**Your objective**: Make a tally of the lines in the records that include the string "SpreadsheetRead", and give only that number.

───── Exercise material

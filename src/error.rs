use thiserror::Error;

#[derive(Error, Debug)]
pub enum LedgerError {
    #[error("Required column '{column}' is missing (available columns: {available:?})")]
    MissingColumn {
        column: String,
        available: Vec<String>,
    },

    #[error("Input sheet has no header row: {0}")]
    EmptyInput(String),

    #[error("Sheet '{sheet}' cannot be read as a ledger table: {reason}")]
    UnreadableSheet { sheet: String, reason: String },

    #[error("Invalid month label '{0}': expected MM.YYYY")]
    InvalidMonthLabel(String),

    #[error("Spreadsheet read error: {0}")]
    SpreadsheetRead(#[from] calamine::XlsxError),

    #[error("Spreadsheet write error: {0}")]
    SpreadsheetWrite(#[from] rust_xlsxwriter::XlsxError),

    #[error("Serialization error: {0}")]
    Serialization(#[from] serde_json::Error),

    #[error("IO error: {0}")]
    Io(#[from] std::io::Error),
}

impl LedgerError {
    /// Errors a front end should turn into a plain-language retry prompt.
    pub fn is_user_facing(&self) -> bool {
        matches!(
            self,
            LedgerError::MissingColumn { .. }
                | LedgerError::EmptyInput(_)
                | LedgerError::SpreadsheetRead(_)
                | LedgerError::SpreadsheetWrite(_)
                | LedgerError::Io(_)
        )
    }
}

impl From<tempfile::PersistError> for LedgerError {
    fn from(err: tempfile::PersistError) -> Self {
        LedgerError::Io(err.error)
    }
}

pub type Result<T> = std::result::Result<T, LedgerError>;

──────────

**Answer below**: 2